EXERCISE INSTRUCTIONS: For each line in the data below that holds "written", return a copy.

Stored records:
=== Section Start ===

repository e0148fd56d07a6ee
//! kalends - integration test support.
//!
//! Re-exports the workspace crates under one path and provides the small
//! helpers the integration suites share.

pub use kalends_core as core;
pub use kalends_rfc as rfc;

use kalends_rfc::error::RfcResult;
use kalends_rfc::rfc::ical::{Calendar, parse};

/// Wraps component text in a minimal VCALENDAR.
#[must_use]
pub fn wrap_calendar(body: &str) -> String {
    format!(
        "BEGIN:VCALENDAR\r\nVERSION:2.0\r\nPRODID:-//kalends//tests//EN\r\n{body}END:VCALENDAR\r\n"
    )
}

/// Wraps component text in a scheduling message with the given METHOD.
#[must_use]
pub fn wrap_message(method: &str, body: &str) -> String {
    format!(
        "BEGIN:VCALENDAR\r\nVERSION:2.0\r\nPRODID:-//kalends//tests//EN\r\nMETHOD:{method}\r\n{body}END:VCALENDAR\r\n"
    )
}

/// ## Summary
/// Parses newline-separated content lines as one VEVENT inside a calendar.
///
/// Lines may be separated by `\n` or `\r\n`.
///
/// ## Errors
/// Returns the parse error of the assembled calendar.
pub fn event_calendar(uid: &str, lines: &str) -> RfcResult<Calendar> {
    let body: String = lines
        .lines()
        .map(|line| format!("{}\r\n", line.trim_end_matches('\r')))
        .collect();
    parse(&wrap_calendar(&format!(
        "BEGIN:VEVENT\r\nUID:{uid}\r\n{body}END:VEVENT\r\n"
    )))
}
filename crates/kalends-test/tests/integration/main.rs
mod calendar_edit;
mod rrule_integration;
mod scheduling;
mod settings;
mod validation;
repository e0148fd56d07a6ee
//! iCalendar parameter types (RFC 5545 §3.2).

use std::fmt;

use crate::error::{RfcError, RfcResult};
use crate::rfc::ical::codec::ValueKind;

/// One value of a parameter, remembering whether it was written quoted.
#[derive(Debug, Clone, PartialEq, Eq, Hash)]
pub struct ParamValue {
    /// Decoded text (caret escapes already resolved).
    pub text: String,
    pub quoted: bool,
}

impl ParamValue {
    /// Creates a value, quoting it only when its characters require it.
    #[must_use]
    pub fn new(text: impl Into<String>) -> Self {
        let text = text.into();
        let quoted = needs_quoting(&text);
        Self { text, quoted }
    }

    #[must_use]
    pub fn quoted(text: impl Into<String>) -> Self {
        Self {
            text: text.into(),
            quoted: true,
        }
    }
}

/// A single iCalendar property parameter.
///
/// For example `DTSTART;TZID=America/New_York:20260123T120000` carries a
/// parameter named `TZID` with value `America/New_York`.
#[derive(Debug, Clone, PartialEq, Eq, Hash)]
pub struct Parameter {
    /// Parameter name (normalized to uppercase).
    pub name: String,
    /// Most parameters have one value; MEMBER, DELEGATED-TO and friends may have several.
    pub values: Vec<ParamValue>,
}

impl Parameter {
    /// Creates a new parameter with a single value.
    #[must_use]
    pub fn new(name: impl Into<String>, value: impl Into<String>) -> Self {
        Self {
            name: name.into().to_ascii_uppercase(),
            values: vec![ParamValue::new(value)],
        }
    }

    #[must_use]
    pub fn with_values(name: impl Into<String>, values: Vec<ParamValue>) -> Self {
        Self {
            name: name.into().to_ascii_uppercase(),
            values,
        }
    }

    /// Returns the first (and usually only) value.
    #[must_use]
    pub fn value(&self) -> Option<&str> {
        self.values.first().map(|v| v.text.as_str())
    }

    pub fn texts(&self) -> impl Iterator<Item = &str> {
        self.values.iter().map(|v| v.text.as_str())
    }

    /// Returns whether the parameter has the specified value (case-insensitive).
    #[must_use]
    pub fn has_value(&self, value: &str) -> bool {
        self.values.iter().any(|v| v.text.eq_ignore_ascii_case(value))
    }

    #[must_use]
    pub fn tzid(tzid: impl Into<String>) -> Self {
        Self::new(names::TZID, tzid)
    }

    #[must_use]
    pub fn value_type(kind: ValueKind) -> Self {
        Self::new(names::VALUE, kind.as_str())
    }

    #[must_use]
    pub fn cn(name: impl Into<String>) -> Self {
        Self::new(names::CN, name)
    }

    #[must_use]
    pub fn range_this_and_future() -> Self {
        Self::new(names::RANGE, "THISANDFUTURE")
    }

    /// ## Summary
    /// Checks a known parameter's value against its allowed domain.
    ///
    /// Unknown and `X-` parameters are accepted verbatim.
    ///
    /// ## Errors
    /// Returns `RfcError::ValueError` naming the parameter and the rejected value.
    pub fn validate(&self) -> RfcResult<()> {
        if self.values.is_empty() {
            return Err(RfcError::ValueError(format!(
                "parameter {} has no value",
                self.name
            )));
        }
        let allowed: &[&str] = match self.name.as_str() {
            names::RANGE => &["THISANDFUTURE"],
            names::RELATED => &["START", "END"],
            names::RSVP => &["TRUE", "FALSE"],
            names::ENCODING => &["8BIT", "BASE64"],
            names::FBTYPE => &["FREE", "BUSY", "BUSY-UNAVAILABLE", "BUSY-TENTATIVE"],
            names::CUTYPE => &["INDIVIDUAL", "GROUP", "RESOURCE", "ROOM", "UNKNOWN"],
            names::ROLE => &[
                "CHAIR",
                "REQ-PARTICIPANT",
                "OPT-PARTICIPANT",
                "NON-PARTICIPANT",
            ],
            names::PARTSTAT => &[
                "NEEDS-ACTION",
                "ACCEPTED",
                "DECLINED",
                "TENTATIVE",
                "DELEGATED",
                "COMPLETED",
                "IN-PROCESS",
            ],
            names::VALUE => {
                return match self.value().map(ValueKind::parse) {
                    Some(Some(_)) => Ok(()),
                    _ if self.value().is_some_and(is_extension_token) => Ok(()),
                    _ => Err(self.rejected()),
                };
            }
            names::TZID => {
                return if self.value().is_some_and(|v| !v.trim().is_empty()) {
                    Ok(())
                } else {
                    Err(self.rejected())
                };
            }
            _ => return Ok(()),
        };

        // Open enumerations also admit x-name and iana-token values
        let extensible = !matches!(
            self.name.as_str(),
            names::RANGE | names::RELATED | names::RSVP | names::ENCODING
        );
        for value in self.texts() {
            let known = allowed.iter().any(|a| a.eq_ignore_ascii_case(value));
            if !known && !(extensible && is_extension_token(value)) {
                return Err(self.rejected());
            }
        }
        Ok(())
    }

    fn rejected(&self) -> RfcError {
        RfcError::ValueError(format!(
            "invalid value for parameter {}: {:?}",
            self.name,
            self.texts().collect::<Vec<_>>().join(",")
        ))
    }
}

fn is_extension_token(value: &str) -> bool {
    let upper = value.to_ascii_uppercase();
    upper.starts_with("X-") && upper.len() > 2
}

impl fmt::Display for Parameter {
    fn fmt(&self, f: &mut fmt::Formatter<'_>) -> fmt::Result {
        write!(f, "{}=", self.name)?;
        for (i, value) in self.values.iter().enumerate() {
            if i > 0 {
                f.write_str(",")?;
            }
            if value.quoted || needs_quoting(&value.text) {
                write!(f, "\"{}\"", caret_encode(&value.text))?;
            } else {
                f.write_str(&value.text)?;
            }
        }
        Ok(())
    }
}

/// Checks if a parameter value needs quoting.
fn needs_quoting(s: &str) -> bool {
    s.chars().any(|c| matches!(c, ':' | ';' | ',' | '"' | '\n'))
}

/// Applies RFC 6868 caret encoding for a quoted parameter value.
///
/// A caret is doubled only where the decoder would otherwise read it as the
/// start of an escape, so a lone `^` in `a^b` is written back unchanged.
fn caret_encode(s: &str) -> String {
    let mut out = String::with_capacity(s.len());
    let mut chars = s.chars().peekable();
    while let Some(c) = chars.next() {
        match c {
            '^' if matches!(chars.peek(), Some('^' | 'n' | '\'' | '\n' | '"')) => {
                out.push_str("^^");
            }
            '\n' => out.push_str("^n"),
            '"' => out.push_str("^'"),
            _ => out.push(c),
        }
    }
    out
}

/// Common parameter names as constants.
pub mod names {
    pub const ALTREP: &str = "ALTREP";
    pub const CN: &str = "CN";
    pub const CUTYPE: &str = "CUTYPE";
    pub const ENCODING: &str = "ENCODING";
    pub const FBTYPE: &str = "FBTYPE";
    pub const LANGUAGE: &str = "LANGUAGE";
    pub const PARTSTAT: &str = "PARTSTAT";
    pub const RANGE: &str = "RANGE";
    pub const RELATED: &str = "RELATED";
    pub const ROLE: &str = "ROLE";
    pub const RSVP: &str = "RSVP";
    pub const TZID: &str = "TZID";
    pub const VALUE: &str = "VALUE";
}
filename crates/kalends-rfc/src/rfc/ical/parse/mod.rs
//! iCalendar parsing (RFC 5545).
//!
//! - Lexer: unfolding and content-line grammar
//! - Values: typed value grammars (dates, durations, recurrence rules, text)
//! - Parser: documents into a [`Calendar`](crate::rfc::ical::core::Calendar)

mod error;
pub mod lexer;
mod parser;
pub mod values;

pub use error::{ParseError, ParseErrorKind, ParseResult};
pub use parser::{Diagnostic, parse};
pub(crate) use parser::{Fragment, parse_fragment};
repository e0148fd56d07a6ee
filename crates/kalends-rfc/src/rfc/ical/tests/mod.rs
mod fixtures;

=== Section End ===

ANSWER FOR THE TASK:
/// One value of a parameter, remembering whether it was written quoted.
/// start of an escape, so a lone `^` in `a^b` is written back unchanged.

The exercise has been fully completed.